Work task: Reproduce word for word the lines between those holding "filename src/bref/advanced.rs" and "let Some(div) = doc.select(&div_sel).next()", inclusive, and nothing else from the data below.

Collected data entries
*** Block opens ***
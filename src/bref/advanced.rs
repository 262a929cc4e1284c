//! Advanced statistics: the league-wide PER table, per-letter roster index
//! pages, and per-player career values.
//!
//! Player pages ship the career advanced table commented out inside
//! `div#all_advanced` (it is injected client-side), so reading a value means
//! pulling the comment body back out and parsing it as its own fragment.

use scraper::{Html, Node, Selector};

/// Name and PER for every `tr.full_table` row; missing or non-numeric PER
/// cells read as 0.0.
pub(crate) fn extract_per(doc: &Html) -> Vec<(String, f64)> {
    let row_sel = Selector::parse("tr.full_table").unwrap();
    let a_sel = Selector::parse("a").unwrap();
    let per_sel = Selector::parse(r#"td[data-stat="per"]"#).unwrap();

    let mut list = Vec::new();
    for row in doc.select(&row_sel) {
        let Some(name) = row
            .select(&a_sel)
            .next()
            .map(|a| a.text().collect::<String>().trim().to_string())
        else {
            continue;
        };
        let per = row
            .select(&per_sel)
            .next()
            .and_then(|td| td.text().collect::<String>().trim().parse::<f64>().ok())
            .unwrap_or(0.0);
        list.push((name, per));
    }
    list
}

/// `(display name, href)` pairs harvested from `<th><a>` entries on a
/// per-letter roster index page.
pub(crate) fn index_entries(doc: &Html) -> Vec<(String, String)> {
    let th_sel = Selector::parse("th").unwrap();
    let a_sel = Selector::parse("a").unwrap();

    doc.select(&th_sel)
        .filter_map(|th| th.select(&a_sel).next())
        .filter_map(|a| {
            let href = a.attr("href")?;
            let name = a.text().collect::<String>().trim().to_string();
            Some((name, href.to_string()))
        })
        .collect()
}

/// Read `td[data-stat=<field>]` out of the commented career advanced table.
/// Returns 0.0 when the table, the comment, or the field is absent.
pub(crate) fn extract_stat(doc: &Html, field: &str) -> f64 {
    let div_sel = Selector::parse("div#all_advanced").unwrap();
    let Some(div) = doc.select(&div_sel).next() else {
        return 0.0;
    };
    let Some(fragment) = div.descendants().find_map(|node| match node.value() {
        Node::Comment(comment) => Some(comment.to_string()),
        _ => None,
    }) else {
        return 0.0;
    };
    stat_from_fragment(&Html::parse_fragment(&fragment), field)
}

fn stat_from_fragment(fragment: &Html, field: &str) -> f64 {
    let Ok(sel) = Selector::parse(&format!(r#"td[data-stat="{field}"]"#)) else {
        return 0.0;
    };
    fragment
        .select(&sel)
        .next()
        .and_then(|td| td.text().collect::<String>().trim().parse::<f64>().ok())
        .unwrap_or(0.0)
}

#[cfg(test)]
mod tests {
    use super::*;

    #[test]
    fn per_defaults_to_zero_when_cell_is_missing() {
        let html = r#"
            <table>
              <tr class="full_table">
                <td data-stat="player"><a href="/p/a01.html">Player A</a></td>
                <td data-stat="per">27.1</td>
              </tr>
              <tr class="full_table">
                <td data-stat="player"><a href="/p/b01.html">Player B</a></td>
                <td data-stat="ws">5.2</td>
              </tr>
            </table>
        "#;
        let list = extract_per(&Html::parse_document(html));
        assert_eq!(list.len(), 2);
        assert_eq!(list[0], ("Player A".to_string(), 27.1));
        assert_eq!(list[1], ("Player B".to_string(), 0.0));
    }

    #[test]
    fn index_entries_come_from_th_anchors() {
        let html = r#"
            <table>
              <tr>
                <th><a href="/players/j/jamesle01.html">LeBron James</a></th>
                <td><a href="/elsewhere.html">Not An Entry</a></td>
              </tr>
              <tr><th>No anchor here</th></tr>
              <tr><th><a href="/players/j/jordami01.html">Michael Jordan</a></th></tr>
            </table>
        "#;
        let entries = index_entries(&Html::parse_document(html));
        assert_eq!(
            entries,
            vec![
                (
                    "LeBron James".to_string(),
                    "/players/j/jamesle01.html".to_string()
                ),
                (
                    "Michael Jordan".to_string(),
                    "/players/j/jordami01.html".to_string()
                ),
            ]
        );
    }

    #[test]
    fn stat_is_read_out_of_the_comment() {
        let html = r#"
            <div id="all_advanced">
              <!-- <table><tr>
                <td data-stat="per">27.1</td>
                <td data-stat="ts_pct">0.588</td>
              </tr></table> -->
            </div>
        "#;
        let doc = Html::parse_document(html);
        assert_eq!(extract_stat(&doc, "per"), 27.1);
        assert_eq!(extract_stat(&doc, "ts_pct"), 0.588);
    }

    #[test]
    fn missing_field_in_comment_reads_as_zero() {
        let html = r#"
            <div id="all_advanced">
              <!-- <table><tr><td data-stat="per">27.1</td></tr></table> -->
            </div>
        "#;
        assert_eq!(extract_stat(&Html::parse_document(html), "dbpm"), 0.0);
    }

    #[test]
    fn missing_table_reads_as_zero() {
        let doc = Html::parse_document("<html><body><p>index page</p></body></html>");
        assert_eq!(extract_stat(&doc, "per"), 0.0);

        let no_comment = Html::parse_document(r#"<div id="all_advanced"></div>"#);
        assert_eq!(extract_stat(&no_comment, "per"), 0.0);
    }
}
*** Block closes ***
*** Block opens ***
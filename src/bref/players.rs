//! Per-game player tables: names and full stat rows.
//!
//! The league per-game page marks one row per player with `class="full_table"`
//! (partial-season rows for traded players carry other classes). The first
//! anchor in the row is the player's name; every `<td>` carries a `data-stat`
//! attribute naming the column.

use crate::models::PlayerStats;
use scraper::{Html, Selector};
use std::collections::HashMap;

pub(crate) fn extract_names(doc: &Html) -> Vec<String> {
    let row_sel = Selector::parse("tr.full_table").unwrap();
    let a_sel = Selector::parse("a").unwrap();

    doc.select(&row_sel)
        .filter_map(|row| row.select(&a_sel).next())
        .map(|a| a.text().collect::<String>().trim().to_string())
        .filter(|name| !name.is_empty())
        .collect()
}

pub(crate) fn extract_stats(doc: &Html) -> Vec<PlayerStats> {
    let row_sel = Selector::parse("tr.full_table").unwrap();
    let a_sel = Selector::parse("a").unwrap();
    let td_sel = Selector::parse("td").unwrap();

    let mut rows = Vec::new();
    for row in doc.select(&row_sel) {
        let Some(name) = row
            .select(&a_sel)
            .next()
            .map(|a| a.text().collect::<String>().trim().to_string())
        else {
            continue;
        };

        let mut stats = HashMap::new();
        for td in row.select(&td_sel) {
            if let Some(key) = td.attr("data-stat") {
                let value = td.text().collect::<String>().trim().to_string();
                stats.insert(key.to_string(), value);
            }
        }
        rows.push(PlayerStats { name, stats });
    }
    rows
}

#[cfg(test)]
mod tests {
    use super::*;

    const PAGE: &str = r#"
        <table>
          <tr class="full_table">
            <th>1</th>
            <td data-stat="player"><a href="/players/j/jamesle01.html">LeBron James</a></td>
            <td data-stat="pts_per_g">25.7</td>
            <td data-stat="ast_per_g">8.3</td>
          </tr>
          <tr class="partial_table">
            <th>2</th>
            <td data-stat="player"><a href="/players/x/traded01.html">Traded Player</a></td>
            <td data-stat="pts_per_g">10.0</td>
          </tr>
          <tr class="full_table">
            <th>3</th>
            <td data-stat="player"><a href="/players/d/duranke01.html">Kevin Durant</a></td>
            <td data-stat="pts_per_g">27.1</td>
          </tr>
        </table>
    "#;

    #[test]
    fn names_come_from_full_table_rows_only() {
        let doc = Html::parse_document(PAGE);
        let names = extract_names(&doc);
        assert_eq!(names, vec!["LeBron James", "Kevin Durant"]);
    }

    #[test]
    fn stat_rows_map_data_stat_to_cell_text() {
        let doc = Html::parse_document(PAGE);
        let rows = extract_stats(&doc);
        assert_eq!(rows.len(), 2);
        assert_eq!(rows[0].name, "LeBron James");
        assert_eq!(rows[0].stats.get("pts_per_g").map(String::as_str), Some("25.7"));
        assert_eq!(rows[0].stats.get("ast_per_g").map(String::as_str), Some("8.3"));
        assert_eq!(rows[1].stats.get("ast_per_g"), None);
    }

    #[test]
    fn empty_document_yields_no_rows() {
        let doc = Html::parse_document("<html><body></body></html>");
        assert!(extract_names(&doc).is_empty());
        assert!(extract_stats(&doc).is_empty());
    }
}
*** Block closes ***
*** Block opens ***
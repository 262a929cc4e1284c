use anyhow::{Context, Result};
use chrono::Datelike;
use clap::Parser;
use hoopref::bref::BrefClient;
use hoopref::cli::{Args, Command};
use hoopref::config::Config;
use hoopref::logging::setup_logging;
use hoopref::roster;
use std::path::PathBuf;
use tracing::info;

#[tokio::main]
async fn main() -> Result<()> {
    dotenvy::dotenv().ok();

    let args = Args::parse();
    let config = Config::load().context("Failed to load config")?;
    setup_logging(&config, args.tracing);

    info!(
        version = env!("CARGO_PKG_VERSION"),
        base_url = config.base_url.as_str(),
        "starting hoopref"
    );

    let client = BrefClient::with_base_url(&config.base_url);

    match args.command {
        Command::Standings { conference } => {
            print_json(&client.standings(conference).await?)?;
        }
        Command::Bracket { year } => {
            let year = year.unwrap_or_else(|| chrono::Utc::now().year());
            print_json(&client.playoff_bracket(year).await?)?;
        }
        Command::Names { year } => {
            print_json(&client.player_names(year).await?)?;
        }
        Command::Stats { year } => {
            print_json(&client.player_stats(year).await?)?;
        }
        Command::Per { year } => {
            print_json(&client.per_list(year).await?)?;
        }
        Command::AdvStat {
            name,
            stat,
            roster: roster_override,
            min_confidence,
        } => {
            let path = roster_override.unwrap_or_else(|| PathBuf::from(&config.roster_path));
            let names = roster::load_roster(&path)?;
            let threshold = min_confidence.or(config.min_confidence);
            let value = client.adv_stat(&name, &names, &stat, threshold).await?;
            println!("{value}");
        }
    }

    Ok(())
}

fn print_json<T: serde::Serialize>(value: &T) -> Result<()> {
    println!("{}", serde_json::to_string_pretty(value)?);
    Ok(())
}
*** Block closes ***
Exercise response:
filename src/bref/advanced.rs
repository 262a929cc4e1284c
//! Advanced statistics: the league-wide PER table, per-letter roster index
//! pages, and per-player career values.
//!
//! Player pages ship the career advanced table commented out inside
//! `div#all_advanced` (it is injected client-side), so reading a value means
//! pulling the comment body back out and parsing it as its own fragment.

use scraper::{Html, Node, Selector};

/// Name and PER for every `tr.full_table` row; missing or non-numeric PER
/// cells read as 0.0.
pub(crate) fn extract_per(doc: &Html) -> Vec<(String, f64)> {
    let row_sel = Selector::parse("tr.full_table").unwrap();
    let a_sel = Selector::parse("a").unwrap();
    let per_sel = Selector::parse(r#"td[data-stat="per"]"#).unwrap();

    let mut list = Vec::new();
    for row in doc.select(&row_sel) {
        let Some(name) = row
            .select(&a_sel)
            .next()
            .map(|a| a.text().collect::<String>().trim().to_string())
        else {
            continue;
        };
        let per = row
            .select(&per_sel)
            .next()
            .and_then(|td| td.text().collect::<String>().trim().parse::<f64>().ok())
            .unwrap_or(0.0);
        list.push((name, per));
    }
    list
}

/// `(display name, href)` pairs harvested from `<th><a>` entries on a
/// per-letter roster index page.
pub(crate) fn index_entries(doc: &Html) -> Vec<(String, String)> {
    let th_sel = Selector::parse("th").unwrap();
    let a_sel = Selector::parse("a").unwrap();

    doc.select(&th_sel)
        .filter_map(|th| th.select(&a_sel).next())
        .filter_map(|a| {
            let href = a.attr("href")?;
            let name = a.text().collect::<String>().trim().to_string();
            Some((name, href.to_string()))
        })
        .collect()
}

/// Read `td[data-stat=<field>]` out of the commented career advanced table.
/// Returns 0.0 when the table, the comment, or the field is absent.
pub(crate) fn extract_stat(doc: &Html, field: &str) -> f64 {
    let div_sel = Selector::parse("div#all_advanced").unwrap();
    let Some(div) = doc.select(&div_sel).next() else {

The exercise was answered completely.